● Excerpts from a dataset
☆ ☆ ☆ ☆ ☆

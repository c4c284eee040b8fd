use serde::Deserialize;
use serde::Serialize;

use crate::PrexError;
use crate::PrexResult;

/// Default cap on recursive identifier substitution, both for textual
/// replacement in output lines and for define references inside expressions.
pub const DEFAULT_SUBSTITUTION_DEPTH: usize = 32;

/// Behavioural options for a preprocessor instance.
///
/// Options are fixed at construction. The delimiter is the single character
/// that introduces a directive (`#` by default); implicit substitution
/// controls whether bare words in output text are replaced with their
/// defined values (explicit `$(NAME)` forms are always replaced).
#[derive(Debug, Clone, PartialEq, Eq, Serialize, Deserialize)]
#[serde(default, rename_all = "kebab-case")]
pub struct PrexOptions {
	/// The directive prefix character.
	pub delimiter: char,
	/// Whether bare identifiers in output text are substituted.
	pub implicit_substitution: bool,
	/// Maximum recursion depth for substitution and define resolution.
	pub max_substitution_depth: usize,
}

impl Default for PrexOptions {
	fn default() -> Self {
		Self {
			delimiter: '#',
			implicit_substitution: true,
			max_substitution_depth: DEFAULT_SUBSTITUTION_DEPTH,
		}
	}
}

impl PrexOptions {
	/// Check that the options are usable.
	pub fn validate(&self) -> PrexResult<()> {
		if self.delimiter.is_whitespace() {
			return Err(PrexError::InvalidDelimiter(self.delimiter));
		}
		Ok(())
	}
}
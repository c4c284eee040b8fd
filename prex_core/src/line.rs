use std::io;
use std::sync::Arc;

use crate::PrexResult;

/// A logical line of input: its text after continuation joining, the name
/// of the file it came from, and the 1-indexed number of its first physical
/// line.
#[derive(Debug, Clone, PartialEq, Eq)]
pub struct SourceLine {
	pub text: String,
	pub file: Arc<str>,
	pub number: usize,
}

impl SourceLine {
	pub fn new(text: impl Into<String>, file: Arc<str>, number: usize) -> Self {
		Self {
			text: text.into(),
			file,
			number,
		}
	}

	/// Whether the line, after optional leading whitespace, starts with the
	/// directive prefix character.
	pub fn is_anchored(&self, delimiter: char) -> bool {
		self.text.trim_start().starts_with(delimiter)
	}

	/// Derive a new line at the same origin, used when a line is split or
	/// rewritten during recognition.
	pub fn derive(&self, text: impl Into<String>) -> Self {
		Self {
			text: text.into(),
			file: Arc::clone(&self.file),
			number: self.number,
		}
	}
}

/// Joins physical lines into logical lines by applying trailing-backslash
/// continuation. A `\` as the final character removes itself and the line
/// break, splicing the next physical line on directly.
///
/// A dangling backslash on the final line of the file is not an error: the
/// backslash is preserved and [`LogicalLines::dangling_continuation`]
/// reports the line number so the caller can raise a warning.
pub struct LogicalLines<I> {
	physical: I,
	file: Arc<str>,
	next_number: usize,
	dangling: Option<usize>,
}

impl<I> LogicalLines<I>
where
	I: Iterator<Item = io::Result<String>>,
{
	pub fn new(physical: I, file: Arc<str>) -> Self {
		Self {
			physical,
			file,
			next_number: 1,
			dangling: None,
		}
	}

	/// After the iterator is exhausted: the starting line number of a
	/// logical line whose continuation ran into end-of-file, if any.
	pub fn dangling_continuation(&self) -> Option<usize> {
		self.dangling
	}
}

impl<I> Iterator for LogicalLines<I>
where
	I: Iterator<Item = io::Result<String>>,
{
	type Item = PrexResult<SourceLine>;

	fn next(&mut self) -> Option<Self::Item> {
		let first = match self.physical.next()? {
			Ok(line) => line,
			Err(error) => return Some(Err(error.into())),
		};
		let number = self.next_number;
		self.next_number += 1;

		let mut text = first;
		while text.ends_with('\\') {
			match self.physical.next() {
				Some(Ok(continuation)) => {
					text.pop();
					text.push_str(&continuation);
					self.next_number += 1;
				}
				Some(Err(error)) => return Some(Err(error.into())),
				None => {
					// End of file mid-continuation: keep the backslash and
					// let the caller warn about it.
					self.dangling = Some(number);
					break;
				}
			}
		}

		Some(Ok(SourceLine::new(text, Arc::clone(&self.file), number)))
	}
}
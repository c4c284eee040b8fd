use std::sync::Arc;

use miette::Diagnostic;
use thiserror::Error;

#[derive(Debug, Diagnostic, Error)]
#[non_exhaustive]
pub enum PrexError {
	#[error(transparent)]
	#[diagnostic(code(prex::io_error))]
	Io(#[from] std::io::Error),

	#[error("no file found for `{name}`")]
	#[diagnostic(
		code(prex::file_not_found),
		help("register the file, or add a search root that contains it")
	)]
	FileNotFound { name: String },

	#[error("`{name}` is already registered")]
	#[diagnostic(code(prex::duplicate_registration))]
	DuplicateRegistration { name: String },

	#[error("cannot register `{tag}`: the directive registry is locked")]
	#[diagnostic(
		code(prex::registry_locked),
		help("register custom directives before expansion begins")
	)]
	RegistryLocked { tag: String },

	#[error("unknown directive `{tag}`")]
	#[diagnostic(code(prex::unknown_directive))]
	UnknownDirective { tag: String },

	#[error("misplaced `{tag}` at {file}:{line}: {detail}")]
	#[diagnostic(
		code(prex::block_mismatch),
		help("transitions and closers must match the innermost open block")
	)]
	BlockMismatch {
		tag: String,
		detail: String,
		file: Arc<str>,
		line: usize,
	},

	#[error("`{tag}` block opened at {file}:{line} is never closed")]
	#[diagnostic(code(prex::unterminated_block))]
	UnterminatedBlock {
		tag: String,
		file: Arc<str>,
		line: usize,
	},

	#[error("`{name}` is not defined at {file}:{line}")]
	#[diagnostic(code(prex::undefined_identifier))]
	UndefinedIdentifier {
		name: String,
		file: Arc<str>,
		line: usize,
	},

	#[error("substitution exceeded {limit} levels at {file}:{line}")]
	#[diagnostic(
		code(prex::substitution_loop),
		help("a define most likely refers to itself, directly or via another define")
	)]
	SubstitutionLoop {
		limit: usize,
		file: Arc<str>,
		line: usize,
	},

	#[error("invalid expression at {file}:{line}: {detail}")]
	#[diagnostic(code(prex::expression_syntax))]
	ExpressionSyntax {
		detail: String,
		file: Arc<str>,
		line: usize,
	},

	#[error("type mismatch at {file}:{line}: {detail}")]
	#[diagnostic(code(prex::type_mismatch))]
	TypeMismatch {
		detail: String,
		file: Arc<str>,
		line: usize,
	},

	#[error("{message} ({file}:{line})")]
	#[diagnostic(code(prex::user_error))]
	UserError {
		message: String,
		file: Arc<str>,
		line: usize,
	},

	#[error("recursive inclusion of `{name}`")]
	#[diagnostic(
		code(prex::recursive_include),
		help("a file cannot include itself, directly or through other files")
	)]
	RecursiveInclude { name: String },

	#[error("delimiter must be a single non-whitespace character, got {0:?}")]
	#[diagnostic(code(prex::invalid_delimiter))]
	InvalidDelimiter(char),
}

pub type PrexResult<T> = Result<T, PrexError>;
pub type AnyError = Box<dyn std::error::Error>;
pub type AnyEmptyResult = Result<(), AnyError>;
pub type AnyResult<T> = Result<T, AnyError>;
//! `prex_core` is the core library for the prex text preprocessor. Given a
//! root text file, a registry of additional files, and a set of directive
//! descriptors, it produces a transformed stream of output lines in which
//! conditional blocks are resolved, loops are unrolled, includes and
//! imports are inlined, defined constants are substituted, and trailing
//! backslash continuations are joined.
//!
//! ## Processing Pipeline
//!
//! ```text
//! Input file
//!   → Line reader (joins physical lines into logical lines)
//!   → Recognizer (classifies lines into content and directive calls)
//!   → Block assembler (groups calls into a nested block tree)
//!   → Expander (walks the tree under a forkable context,
//!               yielding output lines lazily)
//! ```
//!
//! ## Modules
//!
//! - [`config`] — Options fixed at construction: the directive prefix,
//!   implicit substitution, and the substitution depth cap.
//! - [`registry`] — The file registry backing `include` and `import`.
//! - [`directive`] — Directive descriptors and the lockable registry.
//! - [`message`] — The sink that receives `info`/`warn` messages.
//!
//! ## Key Types
//!
//! - [`Prex`] — A configured preprocessor: registries plus entry points.
//! - [`Expander`] — The lazy output-line iterator.
//! - [`Node`] — A node of the assembled block tree.
//! - [`Value`] — A value in the expression mini-language.
//! - [`PrexError`] — Everything that can go wrong, with origin info.
//!
//! ## Quick Start
//!
//! ```rust
//! use prex_core::Prex;
//! use prex_core::PrexOptions;
//!
//! let mut prex = Prex::new(PrexOptions::default()).unwrap();
//! prex.register_source("top.txt", "#define NAME world\nhello $(NAME)\n")
//! 	.unwrap();
//! let output = prex.expand_to_string("top.txt").unwrap();
//! assert_eq!(output, "hello world\n");
//! ```

pub use config::*;
pub use context::ContextArena;
pub use context::ContextId;
pub use context::DefineValue;
pub use directive::*;
pub use error::*;
pub use eval::EvalEnv;
pub use eval::Value;
pub use expand::Expander;
pub use lexer::Recognized;
pub use line::LogicalLines;
pub use line::SourceLine;
pub use message::*;
pub use parser::Branch;
pub use parser::BranchKind;
pub use parser::Node;
pub use registry::*;

pub mod config;
pub mod context;
pub mod directive;
mod error;
pub mod eval;
mod expand;
pub mod lexer;
pub mod line;
pub mod message;
pub mod parser;
pub mod registry;
mod subst;

#[cfg(test)]
mod __tests;

use std::path::PathBuf;

/// A configured preprocessor instance: options, the file and directive
/// registries, the message sink, and any predefined constants.
pub struct Prex {
	options: PrexOptions,
	files: FileRegistry,
	directives: DirectiveRegistry,
	sink: Box<dyn MessageSink>,
	predefines: Vec<(String, Option<String>)>,
}

impl Prex {
	/// Create a preprocessor with the built-in directive set and a sink
	/// that drops messages.
	pub fn new(options: PrexOptions) -> PrexResult<Self> {
		options.validate()?;
		Ok(Self {
			options,
			files: FileRegistry::new(),
			directives: DirectiveRegistry::with_builtins(),
			sink: Box::new(NullSink),
			predefines: Vec::new(),
		})
	}

	/// Replace the message sink.
	pub fn with_sink(mut self, sink: impl MessageSink + 'static) -> Self {
		self.sink = Box::new(sink);
		self
	}

	/// Register a file on disk under its file name.
	pub fn register_file(&mut self, path: impl Into<PathBuf>) -> PrexResult<()> {
		self.files.register_path(path)
	}

	/// Register an in-memory source under a logical name.
	pub fn register_source(
		&mut self,
		name: impl Into<String>,
		contents: impl Into<String>,
	) -> PrexResult<()> {
		self.files.register_memory(name, contents)
	}

	/// Append a directory searched when resolving includes.
	pub fn add_search_root(&mut self, dir: impl Into<PathBuf>) {
		self.files.add_search_root(dir);
	}

	/// Predefine a constant in the root context of every expansion. A
	/// `None` value behaves like a bare `#define NAME`.
	pub fn predefine(&mut self, name: impl Into<String>, value: Option<String>) {
		self.predefines.push((name.into(), value));
	}

	/// Register an additional directive. Fails once an expansion has
	/// locked the registry.
	pub fn register_directive(&mut self, descriptor: DirectiveDescriptor) -> PrexResult<()> {
		self.directives.register(descriptor)
	}

	pub fn files(&self) -> &FileRegistry {
		&self.files
	}

	/// Expand a registered file into a lazy stream of output lines.
	pub fn expand(&mut self, name: &str) -> PrexResult<Expander<'_>> {
		self.directives.lock();
		let key = self.files.resolve(name, None)?;
		Expander::new(
			self.options.clone(),
			&mut self.files,
			&self.directives,
			self.sink.as_mut(),
			&self.predefines,
			&key,
		)
	}

	/// Expand a registered file eagerly, joining the lines with `\n` and
	/// ending with a trailing newline when there is any output.
	pub fn expand_to_string(&mut self, name: &str) -> PrexResult<String> {
		let mut output = String::new();
		for line in self.expand(name)? {
			output.push_str(&line?);
			output.push('\n');
		}
		Ok(output)
	}
}
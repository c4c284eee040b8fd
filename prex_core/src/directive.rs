use std::collections::HashMap;

use crate::PrexError;
use crate::PrexResult;

/// Structural role a directive tag plays during block assembly.
#[derive(Debug, Clone, Copy, PartialEq, Eq)]
pub enum DirectiveRole {
	/// A standalone directive performing a single action.
	Single,
	/// Opens a block that must later be closed.
	BlockOpen,
	/// Splits an open block into a new section (e.g. `elif`, `else`).
	BlockTransition,
	/// Closes the innermost open block of the matching family.
	BlockClose,
}

/// What a directive does when the expander reaches it. Block-building tags
/// carry their structural meaning here too, so the assembler can match on
/// them without dynamic dispatch.
#[derive(Debug, Clone, Copy, PartialEq, Eq)]
pub enum DirectiveHandler {
	Define,
	Undef,
	Include,
	Import,
	Info,
	Warn,
	Error,
	If,
	Ifdef,
	Ifndef,
	Elif,
	Else,
	Endif,
	For,
	Endfor,
}

/// An entry in the directive registry.
///
/// `family` names the opening tag of the block family for every block role
/// tag, so `elif`/`else`/`endif` all point back at `if`. Single directives
/// leave it empty. `floating` marks tags that may be recognized mid-line;
/// block tags must always be anchored.
#[derive(Debug, Clone)]
pub struct DirectiveDescriptor {
	pub tag: String,
	pub role: DirectiveRole,
	pub family: Option<String>,
	pub floating: bool,
	pub handler: DirectiveHandler,
}

impl DirectiveDescriptor {
	pub fn single(tag: &str, handler: DirectiveHandler) -> Self {
		Self {
			tag: tag.to_string(),
			role: DirectiveRole::Single,
			family: None,
			floating: true,
			handler,
		}
	}

	pub fn block(tag: &str, role: DirectiveRole, family: &str, handler: DirectiveHandler) -> Self {
		Self {
			tag: tag.to_string(),
			role,
			family: Some(family.to_string()),
			floating: false,
			handler,
		}
	}

	pub fn is_block(&self) -> bool {
		self.role != DirectiveRole::Single
	}
}

/// Maps directive tags to their descriptors. Locked once expansion starts;
/// the built-in set covers conditionals, loops, defines, file inclusion,
/// and messages.
#[derive(Debug)]
pub struct DirectiveRegistry {
	descriptors: HashMap<String, DirectiveDescriptor>,
	locked: bool,
}

impl DirectiveRegistry {
	/// An empty, unlocked registry.
	pub fn empty() -> Self {
		Self {
			descriptors: HashMap::new(),
			locked: false,
		}
	}

	/// A registry pre-populated with the built-in directive set.
	pub fn with_builtins() -> Self {
		let mut registry = Self::empty();
		for descriptor in builtin_descriptors() {
			registry
				.register(descriptor)
				.expect("builtin directive tags are unique");
		}
		registry
	}

	pub fn register(&mut self, descriptor: DirectiveDescriptor) -> PrexResult<()> {
		if self.locked {
			return Err(PrexError::RegistryLocked {
				tag: descriptor.tag,
			});
		}
		if self.descriptors.contains_key(&descriptor.tag) {
			return Err(PrexError::DuplicateRegistration {
				name: descriptor.tag,
			});
		}
		self.descriptors.insert(descriptor.tag.clone(), descriptor);
		Ok(())
	}

	pub fn lookup(&self, tag: &str) -> Option<&DirectiveDescriptor> {
		self.descriptors.get(tag)
	}

	/// Look up a tag, failing with `UnknownDirective` when absent.
	pub fn expect(&self, tag: &str) -> PrexResult<&DirectiveDescriptor> {
		self.lookup(tag).ok_or_else(|| {
			PrexError::UnknownDirective {
				tag: tag.to_string(),
			}
		})
	}

	/// Freeze the registry for the duration of an expansion run.
	pub fn lock(&mut self) {
		self.locked = true;
	}

	pub fn is_locked(&self) -> bool {
		self.locked
	}
}

impl Default for DirectiveRegistry {
	fn default() -> Self {
		Self::with_builtins()
	}
}

fn builtin_descriptors() -> Vec<DirectiveDescriptor> {
	use DirectiveHandler as H;
	use DirectiveRole as R;

	let mut descriptors = vec![
		DirectiveDescriptor::single("define", H::Define),
		DirectiveDescriptor::single("undef", H::Undef),
		DirectiveDescriptor::single("include", H::Include),
		DirectiveDescriptor::single("import", H::Import),
		DirectiveDescriptor::single("info", H::Info),
		DirectiveDescriptor::block("if", R::BlockOpen, "if", H::If),
		DirectiveDescriptor::block("ifdef", R::BlockOpen, "if", H::Ifdef),
		DirectiveDescriptor::block("ifndef", R::BlockOpen, "if", H::Ifndef),
		DirectiveDescriptor::block("elif", R::BlockTransition, "if", H::Elif),
		DirectiveDescriptor::block("else", R::BlockTransition, "if", H::Else),
		DirectiveDescriptor::block("endif", R::BlockClose, "if", H::Endif),
		DirectiveDescriptor::block("for", R::BlockOpen, "for", H::For),
		DirectiveDescriptor::block("endfor", R::BlockClose, "for", H::Endfor),
	];

	for tag in ["warn", "warning", "todo", "fixme"] {
		descriptors.push(DirectiveDescriptor::single(tag, H::Warn));
	}
	for tag in ["error", "danger", "fatal"] {
		descriptors.push(DirectiveDescriptor::single(tag, H::Error));
	}

	descriptors
}
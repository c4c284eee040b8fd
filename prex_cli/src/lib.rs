use std::path::PathBuf;

use clap::Parser;

/// Command line surface for the `prex` preprocessor.
///
/// Input files are expanded in order and written to standard output (or
/// `--output`). `info` and `warn` messages go to standard error; any error
/// stops expansion with a non-zero exit code.
#[derive(Parser)]
#[command(
	author,
	version,
	about = "Expand text files through a general purpose preprocessor.",
	long_about = "prex is a general purpose, block oriented text preprocessor.\n\nIt resolves \
	              conditional blocks (#if/#elif/#else/#endif, #ifdef, #ifndef), unrolls \
	              #for loops, inlines #include and #import, substitutes defined constants \
	              both explicitly ($(NAME)) and implicitly (bare words), and joins trailing \
	              backslash line continuations.\n\nQuick start:\n  prex top.txt              \
	              Expand a file to stdout\n  prex -p inc/ top.txt      Resolve includes \
	              against a search root\n  prex -D DEBUG top.txt     Predefine a constant"
)]
pub struct PrexCli {
	/// Input files to expand, in order.
	#[arg(required = true)]
	pub files: Vec<PathBuf>,

	/// Directory to search when resolving includes. May be repeated;
	/// directories are searched in the order given.
	#[arg(long, short = 'p', value_name = "DIR")]
	pub path: Vec<PathBuf>,

	/// The directive prefix character.
	#[arg(long, short = 'd', default_value_t = '#')]
	pub delimiter: char,

	/// Predefine a constant, as NAME or NAME=VALUE. May be repeated.
	#[arg(long = "define", short = 'D', value_name = "NAME[=VALUE]")]
	pub defines: Vec<String>,

	/// Disable implicit substitution of bare identifiers; only $(NAME)
	/// forms are replaced.
	#[arg(long, default_value_t = false)]
	pub no_implicit: bool,

	/// Write output to a file instead of standard output.
	#[arg(long, short = 'o', value_name = "FILE")]
	pub output: Option<PathBuf>,

	/// Disable colored diagnostics.
	#[arg(long, global = true, default_value_t = false)]
	pub no_color: bool,

	/// Echo info messages to standard error as well as warnings.
	#[arg(long, short = 'v', default_value_t = false)]
	pub verbose: bool,
}

/// A parsed `-D` argument: `NAME` alone or `NAME=VALUE`.
pub fn split_define(argument: &str) -> (String, Option<String>) {
	match argument.split_once('=') {
		Some((name, value)) => (name.to_string(), Some(value.to_string())),
		None => (argument.to_string(), None),
	}
}
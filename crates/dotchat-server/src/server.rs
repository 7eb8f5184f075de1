//! The accept loop and the shutdown sequence.

use std::io;
use std::net::{SocketAddr, TcpListener, TcpStream};
use std::path::Path;
use std::sync::atomic::{AtomicBool, Ordering};
use std::sync::Arc;
use std::thread;
use std::time::Duration;

use tracing::{info, warn};

use dotchat_common::crypto::tls;

use crate::manager::ConnectionManager;
use crate::store::{Store, DB_FILE};

/// TCP port the server listens on.
pub const PORT: u16 = 42069;

/// Budget for one accept poll.
const ACCEPT_POLL: Duration = Duration::from_millis(100);

/// Run the server until SIGINT.
pub fn run(key_path: &Path, cert_path: &Path) -> anyhow::Result<()> {
    let shutdown = Arc::new(AtomicBool::new(false));
    signal_hook::flag::register(signal_hook::consts::SIGINT, Arc::clone(&shutdown))?;

    let store = Arc::new(Store::open(Path::new(DB_FILE))?);
    let tls_config = tls::server_config(key_path, cert_path)?;

    let listener = TcpListener::bind(("0.0.0.0", PORT))?;
    listener.set_nonblocking(true)?;
    let manager = ConnectionManager::new();
    info!(port = PORT, "waiting for connections");

    while !shutdown.load(Ordering::SeqCst) {
        match listener.accept() {
            Ok((socket, peer)) => {
                if let Err(err) = accept_session(&manager, &tls_config, &store, socket, peer) {
                    warn!(%peer, error = %err, "failed to set up accepted connection");
                }
            }
            Err(err) if err.kind() == io::ErrorKind::WouldBlock => thread::sleep(ACCEPT_POLL),
            Err(err) if err.kind() == io::ErrorKind::Interrupted => {}
            Err(err) => return Err(err.into()),
        }
    }

    let states = manager.states();
    info!(workers = states.len(), "shutdown requested; draining workers");
    manager.shutdown_all();
    info!("shutdown complete");
    Ok(())
}

fn accept_session(
    manager: &ConnectionManager,
    tls_config: &Arc<rustls::ServerConfig>,
    store: &Arc<Store>,
    socket: TcpStream,
    peer: SocketAddr,
) -> anyhow::Result<()> {
    // the listener is non-blocking for the poll loop; the session itself
    // uses blocking reads
    socket.set_nonblocking(false)?;
    let conn = rustls::ServerConnection::new(Arc::clone(tls_config))?;
    let session = rustls::StreamOwned::new(conn, socket);

    let id = manager.enlist(session, Arc::clone(store))?;
    info!(%peer, worker = id, "accepted connection");
    Ok(())
}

☆ ☆ ☆ ☆ ☆

● Try it
Display each line of the data where "HashMap" occurs.

● Expected answer
use std::collections::HashMap;
	descriptors: HashMap<String, DirectiveDescriptor>,
			descriptors: HashMap::new(),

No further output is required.